Dr. Delabay from Morges, Switzerland then focussed on all the possible substances that can cross the PFO in case the door is open, and he outlined the problems and disease states caused by these paradoxically embolised substances: deoxygenated blood, through a massive right to left shunt, might cause systemic hypoxaemia or, if only present in an upright position, a platypnoe-orthodeoxy-syndrome. Air embolism during neurosurgery with the patient in a sitting position might result in a stroke. Gas embolisation might contribute to decompression sickness. In divers suffering a decompression injury a PFO is three times more common than in the normal population (Torti et al. Eur Heart J 2004;25:1014-25). A thrombus might cross the PFO and cause cerebrovascular ischaemia or peripheral emboli. There are several reports depicting this event by echocardiography. However, whether small paradoxic emboli are the cause of most cryptogenic strokes in patients <55 years remains a matter of debate. The likelihood of a paradoxical embolism seems to increase with the size of the PFO. The right to left shunt through the PFO of serotonin, other neurotransmitters or micro emboli might be associated with migraine. Currently, there is an ongoing debate about this relationship. Furthermore, the mechanism by which a PFO could cause migraine remains unclear.

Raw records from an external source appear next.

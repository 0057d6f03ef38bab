//! Error types for the Ember vault.
use thiserror::Error;

use crate::types::AccountId;

/// Failure reported by a token-transfer collaborator.
#[derive(Error, Debug, Clone, PartialEq, Eq)]
pub enum TransferError {
    #[error("insufficient balance: have {have}, need {need}")] InsufficientBalance { have: u128, need: u128 },
    #[error("transfer rejected: {0}")] Rejected(String),
}

#[derive(Error, Debug, Clone, PartialEq, Eq)]
pub enum VaultError {
    #[error("invalid amount")] InvalidAmount,
    #[error("unauthorized caller: {0}")] Unauthorized(AccountId),
    #[error("vault not initialized")] NotInitialized,
    #[error("vault already initialized")] AlreadyInitialized,
    #[error("epoch {index} out of range (ledger length {len})")] EpochOutOfRange { index: u64, len: u64 },
    #[error("arithmetic overflow")] ArithmeticOverflow,
    #[error("transfer failed: {0}")] TransferFailed(#[from] TransferError),
    #[error("invalid account id: {0}")] InvalidAccount(String),
    #[error("invalid config: {0}")] InvalidConfig(String),
    #[error("snapshot: {0}")] Snapshot(String),
}
//! Scenario scripts: JSON step lists replayed against a vault.
//!
//! ```json
//! {
//!   "allocator": "treasury",
//!   "steps": [
//!     { "op": "fund", "account": "alice", "asset": "stake", "amount": "100" },
//!     { "op": "stake", "account": "alice", "amount": "10" },
//!     { "op": "allocate", "amount": "5" },
//!     { "op": "claim", "account": "alice" }
//!   ]
//! }
//! ```
//!
//! Accounts are labels mapped to ids with [`AccountId::from_label`].
//! Amounts are decimal token strings with up to 18 fractional digits.

use std::collections::BTreeMap;
use std::fmt;

use serde::{Deserialize, Serialize};
use tracing::{info, warn};

use ember_core::constants::UNIT;
use ember_core::error::VaultError;
use ember_core::memory::{FixedAllocator, MemoryToken};
use ember_core::types::AccountId;
use ember_vault::{Vault, VaultConfig};

/// Number of fractional digits in a token amount.
const DECIMALS: usize = 18;

pub type SimVault = Vault<MemoryToken, FixedAllocator>;

#[derive(Debug, Clone, Deserialize)]
pub struct Script {
    /// Label of the allocator account.
    #[serde(default = "default_allocator")]
    pub allocator: String,
    pub steps: Vec<Step>,
}

fn default_allocator() -> String {
    "allocator".to_string()
}

#[derive(Debug, Clone, Copy, PartialEq, Eq, Serialize, Deserialize)]
#[serde(rename_all = "snake_case")]
pub enum Asset {
    Stake,
    Reward,
}

#[derive(Debug, Clone, PartialEq, Eq, Serialize, Deserialize)]
#[serde(tag = "op", rename_all = "snake_case")]
pub enum Step {
    /// Mint tokens to an account outside the vault.
    Fund { account: String, asset: Asset, amount: Amount },
    Stake { account: String, amount: Amount },
    Withdraw { account: String, amount: Amount },
    Claim { account: String },
    /// Allocate as the script's allocator, or as `caller` if given.
    Allocate {
        amount: Amount,
        #[serde(default, skip_serializing_if = "Option::is_none")]
        caller: Option<String>,
    },
    /// Deposit reward from `account` into the loyalty bonus reserve.
    FundReserve { account: String, amount: Amount },
}

/// A token amount in base units, written as a decimal token string.
#[derive(Debug, Clone, Copy, PartialEq, Eq, Serialize, Deserialize)]
#[serde(try_from = "String", into = "String")]
pub struct Amount(pub u128);

impl TryFrom<String> for Amount {
    type Error = String;

    fn try_from(s: String) -> Result<Self, Self::Error> {
        parse_units(&s).map(Amount)
    }
}

impl From<Amount> for String {
    fn from(a: Amount) -> String {
        format_units(a.0)
    }
}

impl fmt::Display for Amount {
    fn fmt(&self, f: &mut fmt::Formatter<'_>) -> fmt::Result {
        f.write_str(&format_units(self.0))
    }
}

/// Parse a decimal token string such as `"12.5"` into base units.
pub fn parse_units(s: &str) -> Result<u128, String> {
    let s = s.trim();
    let (whole, frac) = s.split_once('.').unwrap_or((s, ""));
    if whole.is_empty() && frac.is_empty() {
        return Err(format!("invalid amount {s:?}"));
    }
    if !whole.chars().all(|c| c.is_ascii_digit()) || !frac.chars().all(|c| c.is_ascii_digit()) {
        return Err(format!("invalid amount {s:?}"));
    }
    if frac.len() > DECIMALS {
        return Err(format!("amount {s:?} has more than {DECIMALS} decimals", DECIMALS = DECIMALS));
    }

    let whole: u128 = if whole.is_empty() { 0 } else { whole.parse().map_err(|_| format!("amount {s:?} too large"))? };
    let frac_units: u128 = if frac.is_empty() {
        0
    } else {
        let padded = format!("{frac:0<width$}", width = DECIMALS);
        padded.parse().map_err(|_| format!("invalid amount {s:?}"))?
    };
    whole
        .checked_mul(UNIT)
        .and_then(|w| w.checked_add(frac_units))
        .ok_or_else(|| format!("amount {s:?} too large"))
}

/// Format base units as a decimal token string without trailing zeros.
pub fn format_units(v: u128) -> String {
    let whole = v / UNIT;
    let frac = v % UNIT;
    if frac == 0 {
        return whole.to_string();
    }
    let frac = format!("{frac:0>width$}", width = DECIMALS);
    format!("{whole}.{}", frac.trim_end_matches('0'))
}

/// Outcome of one replayed step.
#[derive(Debug, Clone, Serialize)]
pub struct StepOutcome {
    pub index: usize,
    pub step: Step,
    pub epoch: u64,
    #[serde(skip_serializing_if = "Option::is_none")]
    pub claimed: Option<String>,
    #[serde(skip_serializing_if = "Option::is_none")]
    pub error: Option<String>,
}

/// A vault backed by in-memory tokens plus the labels seen so far.
pub struct Simulation {
    pub vault: SimVault,
    pub allocator: AccountId,
    /// Accounts referenced by the script, by label.
    pub labels: BTreeMap<String, AccountId>,
}

impl Simulation {
    pub fn new(config: &VaultConfig, allocator_label: &str) -> Result<Self, VaultError> {
        let allocator = AccountId::from_label(allocator_label);
        let mut vault = SimVault::with_config(config)?;
        vault.initialize(
            MemoryToken::new("RWD"),
            MemoryToken::new("STK"),
            FixedAllocator(allocator),
        )?;
        Ok(Self { vault, allocator, labels: BTreeMap::new() })
    }

    fn account(&mut self, label: &str) -> AccountId {
        *self
            .labels
            .entry(label.to_string())
            .or_insert_with(|| AccountId::from_label(label))
    }

    /// Apply one step. Returns the claimed amount for claim steps.
    pub fn apply(&mut self, step: &Step) -> Result<Option<u128>, VaultError> {
        match step {
            Step::Fund { account, asset, amount } => {
                let id = self.account(account);
                let token = match asset {
                    Asset::Stake => self.vault.stake_asset_mut(),
                    Asset::Reward => self.vault.reward_asset_mut(),
                }
                .ok_or(VaultError::NotInitialized)?;
                token.mint(&id, amount.0)?;
                Ok(None)
            }
            Step::Stake { account, amount } => {
                let id = self.account(account);
                self.vault.stake(&id, amount.0).map(|_| None)
            }
            Step::Withdraw { account, amount } => {
                let id = self.account(account);
                self.vault.withdraw(&id, amount.0).map(|_| None)
            }
            Step::Claim { account } => {
                let id = self.account(account);
                self.vault.claim_reward(&id).map(Some)
            }
            Step::Allocate { amount, caller } => {
                let id = match caller {
                    Some(label) => AccountId::from_label(label),
                    None => self.allocator,
                };
                self.vault.allocate_incentive(&id, amount.0).map(|_| None)
            }
            Step::FundReserve { account, amount } => {
                let id = self.account(account);
                self.vault.fund_reserve(&id, amount.0).map(|_| None)
            }
        }
    }

    /// Replay every step of `script`.
    ///
    /// With `strict`, the first failing step aborts the run; otherwise the
    /// failure is recorded and replay continues.
    pub fn run(&mut self, script: &Script, strict: bool) -> Result<Vec<StepOutcome>, VaultError> {
        let mut outcomes = Vec::with_capacity(script.steps.len());
        for (index, step) in script.steps.iter().enumerate() {
            let result = self.apply(step);
            let epoch = self.vault.current_epoch();
            match result {
                Ok(claimed) => outcomes.push(StepOutcome {
                    index,
                    step: step.clone(),
                    epoch,
                    claimed: claimed.map(format_units),
                    error: None,
                }),
                Err(e) if strict => return Err(e),
                Err(e) => {
                    warn!(index, error = %e, "step failed");
                    outcomes.push(StepOutcome {
                        index,
                        step: step.clone(),
                        epoch,
                        claimed: None,
                        error: Some(e.to_string()),
                    });
                }
            }
        }
        info!(steps = outcomes.len(), epoch = self.vault.current_epoch(), "script replayed");
        Ok(outcomes)
    }
}
//! Ember vault simulator.
//!
//! Replays a JSON scenario script against a vault backed by in-memory
//! tokens and prints a JSON report of members, totals and step outcomes.
//! Saved vault states can be inspected as JSON.

mod report;
mod script;

use std::path::{Path, PathBuf};

use anyhow::{Context, Result};
use clap::{Args, Parser, Subcommand};
use tracing::info;

use ember_vault::{VaultConfig, VaultState};

use crate::report::{RunReport, StateReport};
use crate::script::{Script, Simulation};

/// Replay staking scenarios against an Ember vault.
#[derive(Parser, Debug)]
#[command(name = "ember-sim", version, about = "Replay staking scenarios against an Ember vault")]
struct Cli {
    /// Log level (trace, debug, info, warn, error)
    #[arg(long, global = true, default_value = "warn")]
    log_level: String,

    /// Log output format ("text" or "json")
    #[arg(long, global = true, default_value = "text")]
    log_format: String,

    #[command(subcommand)]
    command: Commands,
}

#[derive(Subcommand, Debug)]
enum Commands {
    /// Replay a script and print the resulting report.
    Run(RunArgs),
    /// Print a saved vault state as JSON.
    Inspect(InspectArgs),
}

#[derive(Args, Debug)]
struct RunArgs {
    /// Path to the JSON scenario script.
    script: PathBuf,

    /// Vault config file (default: <config_dir>/ember/vault.toml, if present).
    #[arg(short, long)]
    config: Option<PathBuf>,

    /// Write the final vault state to this file.
    #[arg(long)]
    save_state: Option<PathBuf>,

    /// Abort on the first failing step instead of recording it.
    #[arg(long)]
    strict: bool,
}

#[derive(Args, Debug)]
struct InspectArgs {
    /// Path to a state file written by `run --save-state`.
    state: PathBuf,
}

fn main() -> Result<()> {
    let cli = Cli::parse();
    init_logging(&cli.log_level, &cli.log_format);

    match cli.command {
        Commands::Run(args) => run(args),
        Commands::Inspect(args) => inspect(&args.state),
    }
}

fn run(args: RunArgs) -> Result<()> {
    let config_path = args.config.clone().unwrap_or_else(VaultConfig::default_path);
    let config = VaultConfig::load(Some(&config_path))
        .with_context(|| format!("failed to load config {}", config_path.display()))?;
    info!(path = %config_path.display(), multiplier = ?config.multiplier, "config loaded");

    let text = std::fs::read_to_string(&args.script)
        .with_context(|| format!("failed to read script {}", args.script.display()))?;
    let script: Script = serde_json::from_str(&text)
        .with_context(|| format!("failed to parse script {}", args.script.display()))?;

    let mut sim = Simulation::new(&config, &script.allocator).context("failed to create vault")?;
    let steps = sim.run(&script, args.strict).context("script aborted")?;
    let report = RunReport::build(&sim, steps).context("failed to build report")?;

    if let Some(path) = &args.save_state {
        sim.vault
            .export_state()
            .save(path)
            .with_context(|| format!("failed to save state {}", path.display()))?;
        info!(path = %path.display(), "state saved");
    }

    println!("{}", serde_json::to_string_pretty(&report)?);
    Ok(())
}

fn inspect(path: &Path) -> Result<()> {
    let state = VaultState::load(path).with_context(|| format!("failed to load state {}", path.display()))?;
    println!("{}", serde_json::to_string_pretty(&StateReport::from(&state))?);
    Ok(())
}

/// Initialize tracing subscriber with the given log level and output format.
///
/// Logs go to stderr so the JSON report on stdout stays parseable.
fn init_logging(level_str: &str, format: &str) {
    use tracing_subscriber::filter::EnvFilter;
    use tracing_subscriber::fmt;
    use tracing_subscriber::prelude::*;

    let filter = EnvFilter::try_from_default_env()
        .unwrap_or_else(|_| EnvFilter::new(level_str));

    if format == "json" {
        tracing_subscriber::registry()
            .with(filter)
            .with(fmt::layer().json().with_writer(std::io::stderr))
            .init();
    } else {
        tracing_subscriber::registry()
            .with(filter)
            .with(fmt::layer().with_target(true).with_level(true).with_writer(std::io::stderr))
            .init();
    }
}
//! In-memory collaborators for testing and simulation.
//!
//! [`MemoryToken`] keeps per-account balances and a single custody balance
//! for the vault. [`FixedAllocator`] authorizes exactly one account. Neither
//! is suitable for production use (no persistence, no real asset movement).

use std::collections::BTreeMap;

use crate::error::TransferError;
use crate::traits::{AllocatorAuthority, TokenTransfer};
use crate::types::AccountId;

/// In-memory token ledger for one asset.
#[derive(Clone, Debug, Default)]
pub struct MemoryToken {
    /// Asset symbol, for logs and reports.
    symbol: String,
    /// Balances held by accounts outside the vault.
    balances: BTreeMap<AccountId, u128>,
    /// Balance held by the vault.
    custody: u128,
}

impl MemoryToken {
    /// Create a token with no balances.
    pub fn new(symbol: impl Into<String>) -> Self {
        Self {
            symbol: symbol.into(),
            balances: BTreeMap::new(),
            custody: 0,
        }
    }

    pub fn symbol(&self) -> &str {
        &self.symbol
    }

    /// Credit `amount` to `account` out of thin air.
    pub fn mint(&mut self, account: &AccountId, amount: u128) -> Result<(), TransferError> {
        let balance = self.balances.entry(*account).or_insert(0);
        *balance = balance
            .checked_add(amount)
            .ok_or_else(|| TransferError::Rejected("balance overflow".into()))?;
        Ok(())
    }

    /// Balance of an account outside the vault.
    pub fn balance_of(&self, account: &AccountId) -> u128 {
        self.balances.get(account).copied().unwrap_or(0)
    }

    /// Balance held by the vault.
    pub fn custody(&self) -> u128 {
        self.custody
    }
}

impl TokenTransfer for MemoryToken {
    fn transfer_in(&mut self, from: &AccountId, amount: u128) -> Result<(), TransferError> {
        let have = self.balance_of(from);
        if have < amount {
            return Err(TransferError::InsufficientBalance { have, need: amount });
        }
        let custody = self
            .custody
            .checked_add(amount)
            .ok_or_else(|| TransferError::Rejected("custody overflow".into()))?;
        self.balances.insert(*from, have - amount);
        self.custody = custody;
        Ok(())
    }

    fn transfer_out(&mut self, to: &AccountId, amount: u128) -> Result<(), TransferError> {
        if self.custody < amount {
            return Err(TransferError::InsufficientBalance { have: self.custody, need: amount });
        }
        let credited = self
            .balance_of(to)
            .checked_add(amount)
            .ok_or_else(|| TransferError::Rejected("balance overflow".into()))?;
        self.custody -= amount;
        self.balances.insert(*to, credited);
        Ok(())
    }
}

/// Authorizes a single allocator account.
#[derive(Clone, Copy, Debug, PartialEq, Eq)]
pub struct FixedAllocator(pub AccountId);

impl AllocatorAuthority for FixedAllocator {
    fn is_allocator(&self, account: &AccountId) -> bool {
        self.0 == *account
    }
}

Professor Baudet of Munich followed up on this topic from a neurologist’s point of view. He stressed that migraine is not “just a headache”. It is a neurological, genetically determined disease whose prevalence is 18% in females and 6% in males throughout the universe, independent of ethnic background. Although there is no clear evidence of a cause-effect relationship between migraine and PFO, there is circumstantial evidence of such an association. In migraine patients the prevalence of PFO is 40%, far above the incidence in a normal population. Furthermore, after closure of the PFO for other reasons migraine decreased or disappeared in several trials.
Professor Mullen of London, England then described the technique of percutaneous PFO closure, its expected success rate and complications. He reviewed the data on PFO closure in cryptogenic stroke. He emphasised that although the published studies are all in favour of closing the PFO, there is still no evidence available from randomised trials to help decide whether medical therapy of PFO closure is the preferred method of treatment. However, he pointed out that medical therapy, in particular oral anticoagulation, should not be considered a harmless therapy. He then presented the data of the MIST trial, a double-blind, randomised trial comparing optimal medical therapy to PFO closure in migraine patients. 147 patients with a large PFO and migraine with aura were randomised to receive a STARflex® device for closure of the PFO or no device. Cessation of migraine was achieved in only three of patients with device and was no different to the Sham treated patients. However, migraine decreased by 50% in 42% treated patients vs. 23% of Sham treated patients. These encouraging results will be further explored in several planned clinical trials, the results of which are expected in the next few years.